Airbus Chief Technology Officer Grazia Vittadini said the company is now “very close” to beginning the shift away from its reliance on jet fuel.
“It’s a societal lead and a business imperative, not just a technology challenge,” she said. “We really need to strive for zero-emission aviation. This is the ultimate ambition.”
There’s also evidence that consumer attitudes are evolving even faster than the technology, especially among the young, with a decline in air travel at Swedish airports and a parallel jump in rail travel attributed to the phenomenon of flygskam, or “flying shame.”
Boom has already had a taste of the sensitivities that surround supersonic travel, with the group name quietly dropped from the planned production aircraft, now dubbed the Overture, after referencing the sonic booms that caused Concorde to be limited to over-water flights was deemed unwise.
The noise issue remains, and Boom estimates of 1,000 to 2,000 orders (versus 14 Concordes) assume the plane won’t initially be able to operate over land.
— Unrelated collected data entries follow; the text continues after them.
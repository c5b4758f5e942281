//! # Priorities
//!
//! One totally ordered priority type serves both event subscriptions and
//! orientation requests. Higher values run first / win.
//!
//! ## Conventions
//!
//! ```text
//! Event handlers                   Orientation requests
//! FIRST             1000           IMPORTANT_FOR_PLAYER_LIFE   40
//! SAFETY_FEATURE     100           IMPORTANT_FOR_USAGE_3       30
//! MODEL_STATE         50           IMPORTANT_FOR_USAGE_2       20
//! NORMAL               0           IMPORTANT_FOR_USAGE_1       10
//! READ_FINAL_STATE -1000           NOT_IMPORTANT              -10
//! ```

use std::fmt;

use serde::{Deserialize, Serialize};

/// Signed, totally ordered priority.
#[derive(Clone, Copy, Debug, Default, PartialEq, Eq, PartialOrd, Ord, Hash, Serialize, Deserialize)]
#[serde(transparent)]
pub struct Priority(pub i16);

impl Priority {
    /// Runs before everything else, e.g. bookkeeping that others read.
    pub const FIRST: Self = Self(1000);
    /// Features that protect the player and must see events early.
    pub const SAFETY_FEATURE: Self = Self(100);
    /// Handlers that build model state other handlers depend on.
    pub const MODEL_STATE: Self = Self(50);
    /// Default priority.
    pub const NORMAL: Self = Self(0);
    /// Observers that must see the final, fully negotiated event.
    pub const READ_FINAL_STATE: Self = Self(-1000);

    /// Cosmetic orientation requests that anything may override.
    pub const NOT_IMPORTANT: Self = Self(-10);
    /// Orientation needed to use something (lowest tier).
    pub const IMPORTANT_FOR_USAGE_1: Self = Self(10);
    /// Orientation needed to use something (middle tier).
    pub const IMPORTANT_FOR_USAGE_2: Self = Self(20);
    /// Orientation needed to use something (highest tier).
    pub const IMPORTANT_FOR_USAGE_3: Self = Self(30);
    /// Orientation that keeps the player alive.
    pub const IMPORTANT_FOR_PLAYER_LIFE: Self = Self(40);
}

impl From<i16> for Priority {
    fn from(value: i16) -> Self {
        Self(value)
    }
}

impl fmt::Display for Priority {
    fn fmt(&self, f: &mut fmt::Formatter<'_>) -> fmt::Result {
        write!(f, "{}", self.0)
    }
}

#[cfg(test)]
mod tests {
    use super::*;

    #[test]
    fn test_conventions_are_ordered() {
        assert!(Priority::FIRST > Priority::SAFETY_FEATURE);
        assert!(Priority::SAFETY_FEATURE > Priority::MODEL_STATE);
        assert!(Priority::MODEL_STATE > Priority::NORMAL);
        assert!(Priority::NORMAL > Priority::READ_FINAL_STATE);

        assert!(Priority::IMPORTANT_FOR_PLAYER_LIFE > Priority::IMPORTANT_FOR_USAGE_3);
        assert!(Priority::IMPORTANT_FOR_USAGE_1 > Priority::NOT_IMPORTANT);
    }
}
Scholl said in an interview he takes the issue of changing public perceptions seriously, but that carriers are still clamoring to include a supersonic jet in their fleets.
“There isn’t an airline in the world that isn’t interested,” he said. “What they really want to know is whether we can deliver.”
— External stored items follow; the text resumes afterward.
impl Runtime {
    /// Creates a runtime at tick zero.
    #[must_use]
    pub fn new(config: RuntimeConfig) -> Self {
        let aim = Aim {
            arbitrator: OutputArbitrator::new(),
            consumer: OutputConsumer::new(ResetPolicy::from_ticks(config.aim.reset_after_ticks)),
        };
        Self {
            shared: Arc::new(Shared {
                clock: AtomicU64::new(0),
                in_tick: AtomicBool::new(false),
                owners: OwnerRegistry::new(),
                bus: EventBus::new(),
                scheduler: SequenceScheduler::new(config.stuck_sequence_ticks),
                pipeline: PacketPipeline::new(config.pipeline.clone()),
                aim: Mutex::new(aim),
                config,
            }),
        }
    }

    /// Active configuration.
    #[must_use]
    pub fn config(&self) -> &RuntimeConfig {
        &self.shared.config
    }

    /// Current tick. `Tick::ZERO` before the first `on_tick`.
    #[must_use]
    pub fn tick(&self) -> Tick {
        Tick(self.shared.clock.load(Ordering::Acquire))
    }

    pub(crate) fn bus(&self) -> &EventBus<Self> {
        &self.shared.bus
    }

    pub(crate) fn scheduler(&self) -> &SequenceScheduler {
        &self.shared.scheduler
    }

    // ========================================================================
    // OWNERS
    // ========================================================================

    /// Registers a behavioural module.
    pub fn register_owner(&self, name: impl Into<String>) -> OwnerId {
        let name = name.into();
        let owner = self.shared.owners.register(name.clone());
        tracing::debug!(%owner, name = %name, "owner registered");
        owner
    }

    /// Returns true if the owner exists and is enabled.
    #[must_use]
    pub fn is_enabled(&self, owner: OwnerId) -> bool {
        self.shared.owners.is_enabled(owner)
    }

    /// Display name of an owner.
    #[must_use]
    pub fn owner_name(&self, owner: OwnerId) -> Option<String> {
        self.shared.owners.name(owner)
    }

    /// Re-enables an owner. Its earlier registrations are gone; the module
    /// registers again.
    ///
    /// # Errors
    ///
    /// [`CoreError::UnknownOwner`].
    pub fn enable_owner(&self, owner: OwnerId) -> CoreResult<()> {
        if !self.shared.owners.set_enabled(owner, true)? {
            tracing::info!(%owner, "owner enabled");
        }
        Ok(())
    }

    /// Disables an owner and tears down everything it registered:
    /// subscriptions and interceptors are removed, sequences are cancelled
    /// (teardowns run now), the pending aim request is withdrawn. Messages it
    /// holds are released at the end of the current tick.
    ///
    /// # Errors
    ///
    /// [`CoreError::UnknownOwner`].
    pub fn disable_owner(&self, owner: OwnerId) -> CoreResult<()> {
        if !self.shared.owners.set_enabled(owner, false)? {
            return Ok(());
        }
        let subscriptions = self.shared.bus.unsubscribe_all(owner);
        let sequences = self.shared.scheduler.cancel_owner(self, owner);
        self.shared.aim.lock().arbitrator.withdraw(owner);
        tracing::info!(%owner, subscriptions, sequences, "owner disabled");
        Ok(())
    }

    // ========================================================================
    // EVENTS
    // ========================================================================

    /// Registers an event handler.
    ///
    /// # Errors
    ///
    /// Fails for unknown or disabled owners.
    pub fn subscribe<F>(&self, spec: SubscriptionSpec, handler: F) -> CoreResult<SubscriptionHandle>
    where
        F: FnMut(&mut Event, &Self) -> HandlerResult + Send + 'static,
    {
        self.shared.owners.ensure_enabled(spec.owner)?;
        Ok(self.shared.bus.subscribe(spec, handler))
    }

    /// Removes one subscription, interceptor or event trigger.
    pub fn unsubscribe(&self, handle: SubscriptionHandle) -> bool {
        self.shared.bus.unsubscribe(handle)
    }

    /// Overrides whether cancelling an event of `kind` stops delivery.
    pub fn declare_cancel_policy(&self, kind: EventKind, policy: CancelPolicy) {
        self.shared.bus.declare_kind(kind, policy);
    }

    /// Publishes an event and returns it with the handlers' changes applied.
    pub fn publish(&self, mut event: Event) -> Event {
        self.publish_in_place(&mut event);
        event
    }

    pub(crate) fn publish_in_place(&self, event: &mut Event) {
        event.stamp(self.tick());
        self.shared.bus.publish(self, event);
    }

    // ========================================================================
    // SEQUENCES
    // ========================================================================

    /// Starts a sequence. Its first step runs before this returns.
    ///
    /// # Errors
    ///
    /// Fails for unknown or disabled owners.
    pub fn start_sequence<S>(&self, owner: OwnerId, sequence: S) -> CoreResult<SequenceHandle>
    where
        S: Sequence + 'static,
    {
        self.shared.owners.ensure_enabled(owner)?;
        Ok(self
            .shared
            .scheduler
            .start(self, owner, Box::new(sequence), None, None))
    }

    /// Starts a fresh sequence from `factory` for every matching event, inside
    /// the publish, so its first step can still cancel or negotiate the event.
    /// With [`StartBehavior::Suspend`] a backlogged event starts its sequence
    /// later, from a snapshot taken when it was published.
    ///
    /// # Errors
    ///
    /// Fails for unknown or disabled owners.
    pub fn on_event_sequence<F, S>(
        &self,
        spec: SubscriptionSpec,
        behavior: StartBehavior,
        mut factory: F,
    ) -> CoreResult<SubscriptionHandle>
    where
        F: FnMut() -> S + Send + 'static,
        S: Sequence + 'static,
    {
        let owner = spec.owner;
        if behavior == StartBehavior::Suspend {
            let make: SequenceFactory = Box::new(move || Box::new(factory()) as Box<dyn Sequence>);
            let serial = Arc::new(SerialStarts {
                owner,
                factory: Mutex::new(make),
                state: Mutex::default(),
            });
            return self.subscribe(spec, move |event, rt| {
                serial.trigger(rt, event);
                Ok(())
            });
        }

        let mut last: Option<SequenceHandle> = None;
        self.subscribe(spec, move |event, rt| {
            if let Some(previous) = last.as_ref().filter(|handle| handle.is_alive()) {
                match behavior {
                    StartBehavior::Parallel | StartBehavior::Suspend => {}
                    StartBehavior::DiscardLatest => return Ok(()),
                    StartBehavior::CancelPrevious => {
                        rt.shared.scheduler.cancel(rt, previous);
                    }
                }
            }
            let body = Box::new(factory());
            last = Some(rt.shared.scheduler.start(rt, owner, body, Some(event), None));
            Ok(())
        })
    }

    /// Runs a fresh iteration of `factory` every tick unless the previous
    /// one is still suspended.
    ///
    /// # Errors
    ///
    /// Fails for unknown or disabled owners.
    pub fn tick_sequence<F, S>(&self, owner: OwnerId, factory: F) -> CoreResult<SubscriptionHandle>
    where
        F: FnMut() -> S + Send + 'static,
        S: Sequence + 'static,
    {
        self.on_event_sequence(
            SubscriptionSpec::new(owner, EventKind::Tick),
            StartBehavior::DiscardLatest,
            factory,
        )
    }

    /// Cancels one sequence. Returns false if it had already finished.
    pub fn cancel_sequence(&self, handle: &SequenceHandle) -> bool {
        self.shared.scheduler.cancel(self, handle)
    }

    /// Wakes a suspended sequence now, with [`Wake::Forced`](crate::Wake::Forced).
    ///
    /// # Errors
    ///
    /// Finished sequences are rejected and logged; a running sequence cannot
    /// resume itself.
    pub fn resume_sequence(&self, handle: &SequenceHandle) -> CoreResult<()> {
        self.shared.scheduler.resume(self, handle)
    }

    // ========================================================================
    // PACKETS
    // ========================================================================

    /// Registers an interceptor deciding Pass, Cancel or Queue for every
    /// message of `origin`.
    ///
    /// # Errors
    ///
    /// Fails for unknown or disabled owners.
    pub fn register_interceptor<F>(
        &self,
        owner: OwnerId,
        origin: Origin,
        priority: Priority,
        interceptor: F,
    ) -> CoreResult<SubscriptionHandle>
    where
        F: FnMut(&Message, &Self) -> HandlerResult<Action> + Send + 'static,
    {
        let spec = SubscriptionSpec::new(owner, EventKind::Intercept(origin)).with_priority(priority);
        self.subscribe(spec, interceptor_handler(owner, interceptor))
    }

    /// Runs a received message through the pipeline before the simulation
    /// applies it.
    pub fn on_inbound(&self, message: Message) -> Verdict {
        self.shared.pipeline.evaluate(self, Origin::Inbound, message)
    }

    /// Runs a message through the pipeline before it is sent.
    pub fn on_outbound(&self, message: Message) -> Verdict {
        self.shared.pipeline.evaluate(self, Origin::Outbound, message)
    }

    /// Releases every held message of an origin, oldest first.
    pub fn flush(&self, origin: Origin) -> usize {
        self.shared.pipeline.flush(origin)
    }

    /// Sets where released messages of an origin go.
    pub fn set_sink(&self, origin: Origin, sink: Arc<dyn MessageSink>) {
        self.shared.pipeline.set_sink(origin, sink);
    }

    /// Takes the messages released before a sink was set for their origin.
    pub fn take_unclaimed(&self) -> Vec<(Origin, Message)> {
        self.shared.pipeline.take_unclaimed()
    }

    /// Number of held messages of an origin.
    #[must_use]
    pub fn queued(&self, origin: Origin) -> usize {
        self.shared.pipeline.queued(origin)
    }

    // ========================================================================
    // ORIENTATION
    // ========================================================================

    /// Requests the orientation for this tick. A later request from the same
    /// owner replaces the earlier one.
    ///
    /// # Errors
    ///
    /// Fails for unknown or disabled owners.
    pub fn submit_aim(&self, owner: OwnerId, rotation: Rotation, priority: Priority) -> CoreResult<()> {
        self.shared.owners.ensure_enabled(owner)?;
        let tick = self.tick();
        self.shared
            .aim
            .lock()
            .arbitrator
            .submit(owner, rotation, priority, tick);
        Ok(())
    }

    /// Orientation currently applied, `None` while the player has control.
    #[must_use]
    pub fn aim(&self) -> Option<Rotation> {
        self.shared.aim.lock().consumer.current().copied()
    }

    fn resolve_aim(&self) -> OutputChange<Rotation> {
        let mut aim = self.shared.aim.lock();
        let resolved = aim.arbitrator.resolve().map(|request| request.value);
        let idle = aim.arbitrator.ticks_since_resolution();
        aim.consumer.apply(resolved, idle)
    }

    // ========================================================================
    // TICK
    // ========================================================================

    /// Advances the simulation by one tick.
    ///
    /// # Errors
    ///
    /// [`CoreError::ReentrantTick`] if called from inside a tick.
    pub fn on_tick(&self) -> CoreResult<TickReport> {
        if self.shared.in_tick.swap(true, Ordering::AcqRel) {
            let err = CoreError::ReentrantTick(self.tick());
            tracing::error!(%err, "rejected on_tick");
            return Err(err);
        }
        let _guard = TickGuard(&self.shared.in_tick);

        let tick = Tick(self.shared.clock.fetch_add(1, Ordering::AcqRel) + 1);
        self.publish_in_place(&mut Event::tick());
        let resumed = self.shared.scheduler.poll(self, tick);
        let aim = self.resolve_aim();
        let released = self.shared.pipeline.release_lapsed(&self.shared.owners, tick);

        tracing::trace!(%tick, resumed, released, "tick processed");
        Ok(TickReport {
            tick,
            resumed,
            aim,
            released,
        })
    }

    /// Snapshot of the runtime's health.
    #[must_use]
    pub fn diagnostics(&self) -> Diagnostics {
        let tick = self.tick();
        let shared = &self.shared;
        Diagnostics {
            tick,
            owners: shared.owners.len(),
            enabled_owners: shared.owners.enabled_count(),
            subscriptions: shared.bus.len(),
            sequences: shared.scheduler.counts(),
            stuck: shared.scheduler.stuck(tick),
            queued: [
                shared.pipeline.queued(Origin::Inbound),
                shared.pipeline.queued(Origin::Outbound),
            ],
            faults: shared.bus.faults() + shared.scheduler.faults(),
        }
    }
}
Two would-be customers have gone public with outline orders. Virgin Atlantic Airways Ltd., which once tried to buy grounded Concordes for 1 million pounds apiece to return them to service, wants 10 planes, while Japan Airlines Co. has joined Boom as a strategic partner, invested $10 million, and aims to buy two.
Building the aircraft remains a huge challenge. With the July 2000 Concorde crash that killed 113 people seared into the collective memory, Scholl emphasized in Paris that safety is “job No. 1” and that the XB-1’s first flight had been pushed back from this year to add a “stability augmentation system” that would improve handling at high speeds and during takeoff and landing.
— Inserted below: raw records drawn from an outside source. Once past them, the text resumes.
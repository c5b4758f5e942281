//! Integration tests for packet interception, queueing and release.

use std::sync::atomic::{AtomicUsize, Ordering};
use std::sync::Arc;

use cadence_core::{
    from_fn, Action, EventKind, EventWait, Message, Origin, OwnerId, PipelineConfig, Priority,
    ReleaseBuffer, Runtime, RuntimeConfig, Step, SubscriptionSpec, Verdict, Wake,
};
use parking_lot::Mutex;
use proptest::prelude::*;

fn runtime_with(pipeline: PipelineConfig) -> (Runtime, Arc<ReleaseBuffer>) {
    let rt = Runtime::new(RuntimeConfig {
        pipeline,
        ..RuntimeConfig::default()
    });
    let sink = Arc::new(ReleaseBuffer::new());
    rt.set_sink(Origin::Inbound, sink.clone());
    rt.set_sink(Origin::Outbound, sink.clone());
    (rt, sink)
}

fn released_ids(sink: &ReleaseBuffer) -> Vec<u16> {
    sink.take().into_iter().map(|(_, m)| m.packet_id).collect()
}

fn queue_outbound(rt: &Runtime, name: &str) -> OwnerId {
    let owner = rt.register_owner(name);
    rt.register_interceptor(owner, Origin::Outbound, Priority::NORMAL, |_, _| Ok(Action::Queue))
        .unwrap();
    owner
}

#[test]
fn test_no_interceptor_passes() {
    let (rt, _) = runtime_with(PipelineConfig::default());
    let message = Message::new(0x1a, vec![1, 2]);
    assert_eq!(rt.on_inbound(message.clone()), Verdict::Pass(message));
}

#[test]
fn test_first_decision_in_priority_order_wins() {
    let (rt, _) = runtime_with(PipelineConfig::default());
    let owner = rt.register_owner("Blink");
    let late_calls = Arc::new(AtomicUsize::new(0));

    let calls = Arc::clone(&late_calls);
    rt.register_interceptor(owner, Origin::Outbound, Priority::NORMAL, move |_, _| {
        calls.fetch_add(1, Ordering::Relaxed);
        Ok(Action::Cancel)
    })
    .unwrap();
    rt.register_interceptor(owner, Origin::Outbound, Priority::SAFETY_FEATURE, |_, _| {
        Ok(Action::Queue)
    })
    .unwrap();

    assert_eq!(rt.on_outbound(Message::empty(3)), Verdict::Queued);
    assert_eq!(late_calls.load(Ordering::Relaxed), 0);
    assert_eq!(rt.queued(Origin::Outbound), 1);
}

#[test]
fn test_interceptor_fault_is_isolated() {
    let (rt, _) = runtime_with(PipelineConfig::default());
    let owner = rt.register_owner("Flaky");
    rt.register_interceptor(owner, Origin::Inbound, Priority::FIRST, |_, _| {
        Err("decoder exploded".into())
    })
    .unwrap();

    assert!(matches!(rt.on_inbound(Message::empty(1)), Verdict::Pass(_)));

    let other = rt.register_owner("Velocity");
    rt.register_interceptor(other, Origin::Inbound, Priority::NORMAL, |m, _| {
        Ok(if m.packet_id == 2 { Action::Cancel } else { Action::Pass })
    })
    .unwrap();
    assert_eq!(rt.on_inbound(Message::empty(2)), Verdict::Cancelled);
    assert_eq!(rt.diagnostics().faults, 2);
}

#[test]
fn test_observers_see_final_decision() {
    let (rt, _) = runtime_with(PipelineConfig::default());
    let filter = rt.register_owner("NoFall");
    let watcher = rt.register_owner("Watcher");
    let seen = Arc::new(Mutex::new(Vec::new()));

    rt.register_interceptor(filter, Origin::Outbound, Priority::NORMAL, |m, _| {
        Ok(if m.packet_id == 1 { Action::Cancel } else { Action::Pass })
    })
    .unwrap();

    let log = Arc::clone(&seen);
    rt.start_sequence(watcher, from_fn(move |cx| {
        if cx.wake() == Wake::Start {
            let wait = EventWait::new(EventKind::Packet(Origin::Outbound))
                .with_priority(Priority::FIRST);
            return Ok(Step::event(wait));
        }
        if let Some(event) = cx.event() {
            log.lock().push((event.decision(), event.is_cancelled()));
        }
        Ok(Step::Done)
    }))
    .unwrap();

    assert_eq!(rt.on_outbound(Message::empty(1)), Verdict::Cancelled);
    assert_eq!(*seen.lock(), [(Action::Cancel, true)]);
}

#[test]
fn test_observers_cannot_change_decision() {
    let (rt, _) = runtime_with(PipelineConfig::default());
    let owner = rt.register_owner("AntiBot");
    rt.subscribe(
        SubscriptionSpec::new(owner, EventKind::Packet(Origin::Inbound)),
        |event, _| {
            event.cancel();
            event.decide(Action::Queue, OwnerId(99));
            Ok(())
        },
    )
    .unwrap();

    assert_eq!(rt.on_inbound(Message::empty(9)), Verdict::Pass(Message::empty(9)));
    assert_eq!(rt.queued(Origin::Inbound), 0);
}

#[test]
fn test_waiter_sees_same_state_as_later_observers() {
    let (rt, _) = runtime_with(PipelineConfig::default());
    let watcher = rt.register_owner("Watcher");
    let meddler = rt.register_owner("Meddler");
    let seen = Arc::new(Mutex::new(Vec::new()));

    let log = Arc::clone(&seen);
    rt.start_sequence(watcher, from_fn(move |cx| {
        if cx.wake() == Wake::Start {
            let wait = EventWait::new(EventKind::Packet(Origin::Outbound))
                .with_priority(Priority::FIRST);
            return Ok(Step::event(wait));
        }
        if let Some(event) = cx.event() {
            log.lock().push((event.decision(), event.is_cancelled()));
        }
        Ok(Step::Done)
    }))
    .unwrap();

    let log = Arc::clone(&seen);
    rt.subscribe(
        SubscriptionSpec::new(meddler, EventKind::Packet(Origin::Outbound))
            .with_priority(Priority::READ_FINAL_STATE),
        move |event, _| {
            event.cancel();
            log.lock().push((event.decision(), event.is_cancelled()));
            Ok(())
        },
    )
    .unwrap();

    let verdict = rt.on_outbound(Message::empty(4));
    assert_eq!(verdict, Verdict::Pass(Message::empty(4)));
    assert_eq!(*seen.lock(), [(Action::Pass, false), (Action::Pass, false)]);
}

#[test]
fn test_intercept_wait_resumes_after_every_interceptor() {
    let (rt, _) = runtime_with(PipelineConfig::default());
    let watcher = rt.register_owner("Watcher");
    let filter = rt.register_owner("NoFall");
    let seen = Arc::new(Mutex::new(Vec::new()));

    let log = Arc::clone(&seen);
    rt.start_sequence(watcher, from_fn(move |cx| {
        if cx.wake() == Wake::Start {
            let wait = EventWait::new(EventKind::Intercept(Origin::Outbound))
                .with_priority(Priority::FIRST);
            return Ok(Step::event(wait));
        }
        if let Some(event) = cx.event() {
            log.lock().push((event.kind(), event.decision()));
        }
        Ok(Step::Done)
    }))
    .unwrap();
    rt.register_interceptor(filter, Origin::Outbound, Priority::NOT_IMPORTANT, |_, _| {
        Ok(Action::Cancel)
    })
    .unwrap();

    assert_eq!(rt.on_outbound(Message::empty(2)), Verdict::Cancelled);
    assert_eq!(
        *seen.lock(),
        [(EventKind::Packet(Origin::Outbound), Action::Cancel)]
    );
}

#[test]
fn test_flush_is_fifo_and_idempotent() {
    let (rt, sink) = runtime_with(PipelineConfig::default());
    let owner = rt.register_owner("FakeLag");
    rt.register_interceptor(owner, Origin::Outbound, Priority::NORMAL, |m, _| {
        Ok(if m.packet_id % 2 == 0 { Action::Queue } else { Action::Pass })
    })
    .unwrap();

    let passed: Vec<u16> = (0..10)
        .filter_map(|id| rt.on_outbound(Message::empty(id)).into_passed())
        .map(|m| m.packet_id)
        .collect();
    assert_eq!(passed, [1, 3, 5, 7, 9]);

    assert_eq!(rt.flush(Origin::Outbound), 5);
    assert_eq!(released_ids(&sink), [0, 2, 4, 6, 8]);
    assert_eq!(rt.flush(Origin::Outbound), 0);
    assert!(sink.is_empty());
}

#[test]
fn test_origins_are_independent() {
    let (rt, sink) = runtime_with(PipelineConfig::default());
    let owner = rt.register_owner("Both");
    for origin in Origin::ALL {
        rt.register_interceptor(owner, origin, Priority::NORMAL, |_, _| Ok(Action::Queue))
            .unwrap();
    }
    rt.on_inbound(Message::empty(1));
    rt.on_outbound(Message::empty(2));

    rt.flush(Origin::Inbound);
    assert_eq!(sink.take(), [(Origin::Inbound, Message::empty(1))]);
    assert_eq!(rt.queued(Origin::Outbound), 1);
}

#[test]
fn test_hold_lapses_after_max_ticks() {
    let (rt, sink) = runtime_with(PipelineConfig {
        max_hold_ticks: 3,
        ..PipelineConfig::default()
    });
    queue_outbound(&rt, "Freeze");
    rt.on_outbound(Message::empty(1));
    rt.on_outbound(Message::empty(2));

    assert_eq!(rt.on_tick().unwrap().released, 0);
    assert_eq!(rt.on_tick().unwrap().released, 0);
    assert_eq!(rt.on_tick().unwrap().released, 2);
    assert_eq!(released_ids(&sink), [1, 2]);
}

#[test]
fn test_disabled_holder_released_at_end_of_tick() {
    let (rt, sink) = runtime_with(PipelineConfig::default());
    let owner = queue_outbound(&rt, "Blink");
    rt.on_outbound(Message::empty(5));
    rt.on_outbound(Message::empty(6));

    rt.disable_owner(owner).unwrap();
    assert_eq!(rt.queued(Origin::Outbound), 2);
    assert!(matches!(rt.on_outbound(Message::empty(7)), Verdict::Pass(_)));

    let report = rt.on_tick().unwrap();
    assert_eq!(report.released, 2);
    assert_eq!(released_ids(&sink), [5, 6]);
}

#[test]
fn test_full_queue_is_released_before_queueing() {
    let (rt, sink) = runtime_with(PipelineConfig {
        queue_capacity: 2,
        ..PipelineConfig::default()
    });
    queue_outbound(&rt, "Blink");
    for id in 0..3 {
        assert_eq!(rt.on_outbound(Message::empty(id)), Verdict::Queued);
    }
    assert_eq!(released_ids(&sink), [0, 1]);
    assert_eq!(rt.queued(Origin::Outbound), 1);
}

#[test]
fn test_flush_without_sink_keeps_messages() {
    let rt = Runtime::default();
    queue_outbound(&rt, "Blink");
    rt.on_outbound(Message::empty(1));
    rt.on_outbound(Message::empty(2));

    assert_eq!(rt.flush(Origin::Outbound), 2);
    assert_eq!(rt.queued(Origin::Outbound), 0);
    let unclaimed: Vec<_> = rt
        .take_unclaimed()
        .into_iter()
        .map(|(origin, m)| (origin, m.packet_id))
        .collect();
    assert_eq!(unclaimed, [(Origin::Outbound, 1), (Origin::Outbound, 2)]);
    assert!(rt.take_unclaimed().is_empty());
}

#[test]
fn test_lapsed_release_without_sink_keeps_messages() {
    let rt = Runtime::new(RuntimeConfig {
        pipeline: PipelineConfig {
            max_hold_ticks: 1,
            ..PipelineConfig::default()
        },
        ..RuntimeConfig::default()
    });
    queue_outbound(&rt, "Blink");
    rt.on_outbound(Message::empty(5));

    assert_eq!(rt.on_tick().unwrap().released, 1);
    assert_eq!(rt.take_unclaimed().len(), 1);
}

#[test]
fn test_sequence_holds_then_flushes() {
    let (rt, sink) = runtime_with(PipelineConfig::default());
    let owner = rt.register_owner("Blink");
    let mut handle = None;

    rt.start_sequence(owner, from_fn(move |cx| {
        if cx.wake() == Wake::Start {
            handle = Some(cx.runtime().register_interceptor(
                cx.owner(),
                Origin::Outbound,
                Priority::NORMAL,
                |_, _| Ok(Action::Queue),
            )?);
            return Ok(Step::ticks(4));
        }
        if let Some(handle) = handle.take() {
            cx.runtime().unsubscribe(handle);
        }
        cx.runtime().flush(Origin::Outbound);
        Ok(Step::Done)
    }))
    .unwrap();

    for tick in 1..=5u16 {
        rt.on_outbound(Message::empty(tick));
        rt.on_tick().unwrap();
        if tick < 4 {
            assert!(sink.is_empty());
        }
    }
    assert_eq!(released_ids(&sink), [1, 2, 3, 4]);
    assert_eq!(rt.queued(Origin::Outbound), 0);
}

fn decision_strategy() -> impl Strategy<Value = Vec<(usize, Action)>> {
    let action = prop_oneof![Just(Action::Pass), Just(Action::Cancel), Just(Action::Queue)];
    prop::collection::vec((0usize..3, action), 0..64)
}

proptest! {
    /// Whatever mix of decisions several interceptors take, queued messages
    /// come out in arrival order.
    #[test]
    fn flush_preserves_queue_order(decisions in decision_strategy()) {
        let (rt, sink) = runtime_with(PipelineConfig::default());
        let table = Arc::new(decisions.clone());

        for (index, priority) in [Priority(30), Priority(20), Priority(10)].into_iter().enumerate() {
            let owner = rt.register_owner(format!("interceptor-{index}"));
            let table = Arc::clone(&table);
            rt.register_interceptor(owner, Origin::Inbound, priority, move |m, _| {
                let (who, action) = table[usize::from(m.packet_id)];
                Ok(if who == index { action } else { Action::Pass })
            })
            .unwrap();
        }

        let mut expected = Vec::new();
        for (id, (_, action)) in decisions.iter().enumerate() {
            let id = u16::try_from(id).unwrap();
            let verdict = rt.on_inbound(Message::empty(id));
            match action {
                Action::Pass => prop_assert_eq!(verdict, Verdict::Pass(Message::empty(id))),
                Action::Cancel => prop_assert_eq!(verdict, Verdict::Cancelled),
                Action::Queue => {
                    prop_assert_eq!(verdict, Verdict::Queued);
                    expected.push(id);
                }
            }
        }

        prop_assert_eq!(rt.flush(Origin::Inbound), expected.len());
        prop_assert_eq!(released_ids(&sink), expected);
    }
}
While Boom was strutting its stuff in Paris, Lockheed Martin used a conference in Dallas to unveil designs for a low-noise plane that would carry 40 passengers at Mach 1.8. Though no more than a concept right now, the Quiet Supersonic Technology Airliner would make use of low-boom technology under development with NASA, opening up the possibility of overland flights.
Boom’s biggest rival in the race to revive supersonic flight, Aerion Corp., backed by Texas billionaire Robert Bass, is following a different strategy with its planned AS2 model. The Mach 1.4 aircraft would carry 12 people, putting it firmly in the business jet category and reflecting a view that Concorde failed partly because it was too big for its natural market.
Aerion, which has 20 outline orders from fractional ownership specialist Flexjet, made a splash earlier this year when it announced that Boeing would replace Lockheed Martin as an anchor investor.
Steve Nordlund, who heads Boeing’s NeXt future-technologies arm, said in Paris that while the AS2 provides a shortcut to competing in the supersonic market, Aerion’s awareness of the challenges that face very-high-fuel-consumption aircraft was also a major plus.
“They have a great mind-set,” Nordlund said in an interview at the expo. “They had an approach around sustainability and the environmental effects of supersonic, and that’s really, really important to us.”
That includes an understanding that new technologies need to comply with existing rules rather than requiring regulators to adapt, he said, adding that the notion of green supersonic travel shouldn’t be regarded as an oxymoron.
“You have to think about how materials are changing and getting lighter, think about the different fuels that could be used, how noise abatement could be done,” he said. “Engineers love to solve a problem.”